Its funny how people’s expectations of you, particularly those of caregivers, can really influence  the course you pursue.  And when these expectations are in place alongside stringent moral standards regarding chastity, well I can only imagine the result is overwhelming for some people.  For my own part, I have often thought, “What if I had been born a girl?”  For starters, I used to drink quite a bit and go out to clubs and parties, seeking the attention of the opposite sex and looking to get laid.  I can only imagine how if I had been a girl I might have been much more successful in all of those endeavours to my own detriment.  It occurs to me that were I a girl I might have just been a fat drunk slut like so many others, but fate saw fit to give me a penis, and so society and I both regard me with a gentler eye.

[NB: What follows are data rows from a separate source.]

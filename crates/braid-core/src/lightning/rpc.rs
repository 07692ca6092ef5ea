//! JSON-RPC client for a wallet-connect-style lightning wallet: two request
//! methods plus a long-polled notification feed.

use std::time::Duration;

use serde::{Deserialize, Serialize};
use serde_json::Value;
use tokio::sync::mpsc;
use tokio_stream::wrappers::ReceiverStream;
use tracing::warn;

use crate::lightning::backend::{LightningBackend, PaymentStream};
use crate::lightning::error::LightningError;
use crate::lightning::types::{LnInvoice, LnPayment, PaymentReceivedEvent};

#[derive(Serialize)]
struct RpcCall<'a> {
    method: &'a str,
    params: Value,
}

#[derive(Deserialize)]
struct RpcReply {
    result: Option<Value>,
    error: Option<RpcReplyError>,
}

#[derive(Deserialize)]
struct RpcReplyError {
    message: String,
}

#[derive(Serialize)]
struct MakeInvoiceParams {
    amount_sat: u64,
    memo: String,
    expiry_secs: u64,
    #[serde(skip_serializing_if = "Option::is_none")]
    payment_hash: Option<String>,
}

#[derive(Serialize)]
struct PayInvoiceParams<'a> {
    invoice: &'a str,
}

#[derive(Deserialize)]
struct NotificationBatch {
    next: u64,
    #[serde(default)]
    events: Vec<PaymentReceivedEvent>,
}

pub struct WalletRpcClient {
    base_url: String,
    client: reqwest::Client,
}

impl WalletRpcClient {
    pub fn new(base_url: impl Into<String>) -> Result<Self, LightningError> {
        let client = reqwest::Client::builder()
            .timeout(Duration::from_secs(120))
            .build()
            .map_err(|e| LightningError::NodeUnavailable(e.to_string()))?;
        Ok(WalletRpcClient {
            base_url: base_url.into().trim_end_matches('/').to_string(),
            client,
        })
    }

    async fn call<T: for<'de> Deserialize<'de>>(
        &self,
        method: &str,
        params: Value,
    ) -> Result<T, LightningError> {
        let url = format!("{}/rpc", self.base_url);
        let reply: RpcReply = self
            .client
            .post(&url)
            .json(&RpcCall { method, params })
            .send()
            .await
            .map_err(|e| LightningError::NodeUnavailable(e.to_string()))?
            .json()
            .await
            .map_err(|e| LightningError::NodeUnavailable(e.to_string()))?;

        if let Some(error) = reply.error {
            return Err(LightningError::PaymentFailed(error.message));
        }
        let result = reply
            .result
            .ok_or_else(|| LightningError::NodeUnavailable("empty rpc reply".to_string()))?;
        serde_json::from_value(result)
            .map_err(|e| LightningError::NodeUnavailable(format!("malformed rpc reply: {e}")))
    }
}

#[async_trait::async_trait]
impl LightningBackend for WalletRpcClient {
    async fn make_invoice(
        &self,
        amount_sat: u64,
        memo: &str,
        expiry_secs: u64,
        hodl_payment_hash: Option<[u8; 32]>,
    ) -> Result<LnInvoice, LightningError> {
        let params = MakeInvoiceParams {
            amount_sat,
            memo: memo.to_string(),
            expiry_secs,
            payment_hash: hodl_payment_hash.map(hex::encode),
        };
        let params =
            serde_json::to_value(params).map_err(|e| LightningError::NodeUnavailable(e.to_string()))?;
        self.call("make_invoice", params)
            .await
            .map_err(|e| match e {
                LightningError::PaymentFailed(m) => LightningError::InvoiceCreationFailed(m),
                other => other,
            })
    }

    async fn pay_invoice(&self, payment_request: &str) -> Result<LnPayment, LightningError> {
        let params = serde_json::to_value(PayInvoiceParams {
            invoice: payment_request,
        })
        .map_err(|e| LightningError::NodeUnavailable(e.to_string()))?;
        self.call("pay_invoice", params).await
    }

    async fn subscribe_payments(&self) -> Result<PaymentStream, LightningError> {
        let (tx, rx) = mpsc::channel(32);
        let client = self.client.clone();
        let base_url = self.base_url.clone();

        tokio::spawn(async move {
            let mut cursor = 0u64;
            loop {
                let url = format!("{base_url}/notifications?since={cursor}");
                let batch = async {
                    client
                        .get(&url)
                        .send()
                        .await?
                        .json::<NotificationBatch>()
                        .await
                }
                .await;

                match batch {
                    Ok(batch) => {
                        cursor = batch.next;
                        for event in batch.events {
                            if tx.send(Ok(event)).await.is_err() {
                                return;
                            }
                        }
                    }
                    Err(e) => {
                        warn!("notification poll failed: {e}");
                        if tx
                            .send(Err(LightningError::StreamError(e.to_string())))
                            .await
                            .is_err()
                        {
                            return;
                        }
                        tokio::time::sleep(Duration::from_secs(2)).await;
                    }
                }
            }
        });

        Ok(Box::pin(ReceiverStream::new(rx)))
    }
}
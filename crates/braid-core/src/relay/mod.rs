pub mod http;
pub mod memory;
pub mod rpc;
pub mod transport;
//! Typed request and response bodies for the peer method set, shared by all
//! three roles.

use std::fmt;
use std::time::{SystemTime, UNIX_EPOCH};

use secp256k1::PublicKey;
use serde::{Deserialize, Serialize};

use crate::proof::{BlindSignature, BlindedMessage};

pub const METHOD_INFO: &str = "info";
pub const METHOD_REQUEST_DEALER_FEE: &str = "request_dealer_fee";
pub const METHOD_MAKE_INVOICE: &str = "make_invoice";
pub const METHOD_SWAP_HTLC: &str = "swap_htlc";
pub const METHOD_BLINDED_SIGNATURES: &str = "blinded_signatures";
pub const METHOD_PAY_INVOICE: &str = "pay_invoice";

#[derive(Clone, Copy, Debug, PartialEq, Eq, Serialize, Deserialize)]
pub enum PeerType {
    #[serde(rename = "A")]
    Payer,
    #[serde(rename = "G")]
    Gateway,
    #[serde(rename = "D")]
    Dealer,
}

impl fmt::Display for PeerType {
    fn fmt(&self, f: &mut fmt::Formatter<'_>) -> fmt::Result {
        let s = match self {
            PeerType::Payer => "A",
            PeerType::Gateway => "G",
            PeerType::Dealer => "D",
        };
        f.write_str(s)
    }
}

#[derive(Clone, Debug, Serialize, Deserialize)]
pub struct InfoResult {
    #[serde(rename = "type")]
    pub peer_type: PeerType,
    pub name: String,
    pub timestamp: u64,
}

#[derive(Clone, Debug, Serialize, Deserialize)]
pub struct DealerFeeParams {
    pub preimage_hash: String,
    pub amount: u64,
}

#[derive(Clone, Debug, Serialize, Deserialize)]
pub struct DealerFeeResult {
    pub fee_amount: u64,
    pub blinded_messages: Vec<BlindedMessage>,
}

#[derive(Clone, Debug, Serialize, Deserialize)]
pub struct MakeInvoiceParams {
    pub amount: u64,
    pub preimage_hash: String,
    pub blinded_messages: Vec<BlindedMessage>,
    pub dealer_pubkey: PublicKey,
}

#[derive(Clone, Debug, Serialize, Deserialize)]
pub struct MakeInvoiceResult {
    pub invoice: String,
}

#[derive(Clone, Debug, Serialize, Deserialize)]
pub struct SwapHtlcParams {
    pub token: String,
    pub blinded_messages: Vec<BlindedMessage>,
    /// Correlation key from the payer's original fee request; echoed, never
    /// assumed equal to the invoice's payment hash.
    pub request_preimage_hash: String,
    pub preimage: String,
    pub payer_pubkey: PublicKey,
}

#[derive(Clone, Debug, Serialize, Deserialize)]
pub struct SwapHtlcResult {
    pub success: bool,
}

#[derive(Clone, Debug, Serialize, Deserialize)]
pub struct BlindedSignaturesParams {
    pub preimage_hash: String,
    pub signatures: Vec<BlindSignature>,
}

#[derive(Clone, Debug, Serialize, Deserialize)]
pub struct BlindedSignaturesResult {
    pub success: bool,
    pub total_amount: u64,
}

#[derive(Clone, Debug, Serialize, Deserialize)]
pub struct PayInvoiceParams {
    pub invoice: String,
    pub token: String,
}

#[derive(Clone, Debug, Serialize, Deserialize)]
pub struct PayInvoiceResult {
    pub preimage: String,
    pub fees_paid: u64,
}

pub fn unix_now() -> u64 {
    match SystemTime::now().duration_since(UNIX_EPOCH) {
        Ok(dur) => dur.as_secs(),
        Err(_) => 0,
    }
}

Everyone is Just a Different Aspect of You

There is no artful way to say it, so I will just come out with it: I don’t find Cameryn Moore particularly physically appealing.  Furthermore, her attitudes toward toward sex, though some would call them progressive or liberated, unpleasantly remind me of an emptier time in my life where I didn’t place a particularly high value on my own sexuality and sought to just sleep with girls for the sake of bragging rights.  I will say that she is a gifted performer in that she is able to make herself completely vulnerable, but watching her show was like watching Requiem for a Dream; I saw it once and I don’t need to see it again.

In its own way, her detailing of her sexual misadventures and misuse of herself was like watching a WorldVision infomercial or a documentary about a bloody war.  Its like, “Here’s the society we enable and what we reduce people to.  A generation, nay, a society of people who don’t value themselves and aren’t valued by anyone else.”  In our own way, we are all fat sluts but we maintain a narrative that things are going according to some plan in the vain hope that we can convince ourselves of this by convincing enough of the others around us.

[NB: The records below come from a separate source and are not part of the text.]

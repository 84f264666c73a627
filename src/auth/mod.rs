//
//  profilescout
//  auth/mod.rs
//
//  Created by Ngonidzashe Mangudya on 2026/01/12.
//  Copyright (c) 2025 IAMNGONI. All rights reserved.
//

//! # Authentication Module
//!
//! ProfileScout authenticates every request with a single bearer API key.
//! A client resolves its key exactly once, at construction: an explicitly
//! supplied key wins, otherwise the [`CredentialSource`] is asked for
//! [`API_KEY_ENV`]. The request paths never look anything up again.
//!
//! ## Example
//!
//! ```rust
//! use profilescout::auth::{Credential, API_KEY_ENV};
//!
//! // Explicit key
//! let credential = Credential::resolve(Some("sk-live-123"), &|_: &str| None::<String>).unwrap();
//! assert_eq!(credential.expose(), "sk-live-123");
//!
//! // Fallback source, e.g. a fixed lookup in tests
//! let source = |key: &str| (key == API_KEY_ENV).then(|| "sk-from-env".to_string());
//! let credential = Credential::resolve(None, &source).unwrap();
//! assert_eq!(credential.expose(), "sk-from-env");
//! ```

use std::fmt;

use reqwest::header::HeaderValue;

use crate::api::ApiError;

/// Environment variable consulted when no key is passed explicitly.
pub const API_KEY_ENV: &str = "PROFILESCOUT_API_KEY";

/// Where a client looks for its API key when none is given explicitly.
pub trait CredentialSource {
    /// Returns the value stored under `key`, if any.
    fn lookup(&self, key: &str) -> Option<String>;
}

/// Reads from the process environment.
#[derive(Debug, Clone, Copy, Default)]
pub struct EnvSource;

impl CredentialSource for EnvSource {
    fn lookup(&self, key: &str) -> Option<String> {
        std::env::var(key).ok()
    }
}

impl<F> CredentialSource for F
where
    F: Fn(&str) -> Option<String>,
{
    fn lookup(&self, key: &str) -> Option<String> {
        self(key)
    }
}

/// A bearer API key.
///
/// The key never appears in `Debug` output, so clients and requests
/// holding one can be logged safely.
#[derive(Clone, PartialEq, Eq)]
pub struct Credential(String);

impl Credential {
    /// Wraps a key, rejecting empty or whitespace-only values.
    pub fn new(token: impl Into<String>) -> Result<Self, ApiError> {
        let token = token.into().trim().to_string();
        if token.is_empty() {
            return Err(missing_key());
        }
        Ok(Self(token))
    }

    /// Picks `explicit` if given, else asks `source` for [`API_KEY_ENV`].
    ///
    /// # Errors
    ///
    /// Returns an Auth error when neither yields a non-empty key.
    pub fn resolve(explicit: Option<&str>, source: &dyn CredentialSource) -> Result<Self, ApiError> {
        match explicit {
            Some(token) => Self::new(token),
            None => source
                .lookup(API_KEY_ENV)
                .ok_or_else(missing_key)
                .and_then(Self::new),
        }
    }

    /// Returns the raw key.
    pub fn expose(&self) -> &str {
        &self.0
    }

    /// Builds the `Authorization` header value.
    pub fn header_value(&self) -> Result<HeaderValue, ApiError> {
        let mut value = HeaderValue::from_str(&format!("Bearer {}", self.0))
            .map_err(|_| ApiError::generic(0, "API key contains characters not allowed in a header"))?;
        value.set_sensitive(true);
        Ok(value)
    }
}

impl fmt::Debug for Credential {
    fn fmt(&self, f: &mut fmt::Formatter<'_>) -> fmt::Result {
        f.write_str("Credential(***)")
    }
}

fn missing_key() -> ApiError {
    ApiError::Auth {
        message: format!(
            "no API key configured: pass one explicitly or set {}",
            API_KEY_ENV
        ),
    }
}
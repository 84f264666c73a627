//
//  profilescout
//  api/common/backoff.rs
//
//  Created by Ngonidzashe Mangudya on 2026/01/12.
//  Copyright (c) 2025 IAMNGONI. All rights reserved.
//

//! Exponential retry delays with jitter.

use std::time::Duration;

use rand::Rng;

/// Jitter as a fraction of the un-jittered delay, applied in both directions.
pub const JITTER_FRACTION: f64 = 0.1;

/// Computes the delay before retry number `attempt` (0-based).
///
/// The exponential term `base * 2^attempt` is clamped to `ceiling` first and
/// jitter of up to ±10% is applied afterwards, so the result can exceed
/// `ceiling` by at most [`JITTER_FRACTION`]. Two calls with the same inputs
/// generally return different values.
///
/// # Example
///
/// ```rust
/// use std::time::Duration;
/// use profilescout::api::common::backoff_delay;
///
/// let d = backoff_delay(1, Duration::from_millis(1000), Duration::from_secs(30));
/// assert!(d >= Duration::from_millis(1800) && d <= Duration::from_millis(2200));
/// ```
pub fn backoff_delay(attempt: u32, base: Duration, ceiling: Duration) -> Duration {
    let exponent = attempt.min(63) as i32;
    let grown = base.as_secs_f64() * 2f64.powi(exponent);
    let clamped = grown.min(ceiling.as_secs_f64());

    let jitter = rand::rng().random_range(-JITTER_FRACTION..=JITTER_FRACTION);
    let micros = (clamped * (1.0 + jitter) * 1_000_000.0).round().max(0.0);
    Duration::from_micros(micros as u64)
}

168308_10150174071983289_8215449_n

Cameryn Moore made me doubt the validity of my own self-affirming narrative and I am still having trouble forgiving her for that.

***

If you get a chance to see Slut (R)evolution you definitely should.  You may not be as troubled by it as I was, but if you are … well we all need our conceptions shaken up from time to time.

Best,

-Andre Guantanamo

*“Find the truth that makes you squirm” was a piece of advice I read in a Men’s Health investment guide a few years back.  The logic was that when doing a financial self-assessment you don’t want to lull yourself into a false sense of security, but rather address the areas of your finances which might not be secure.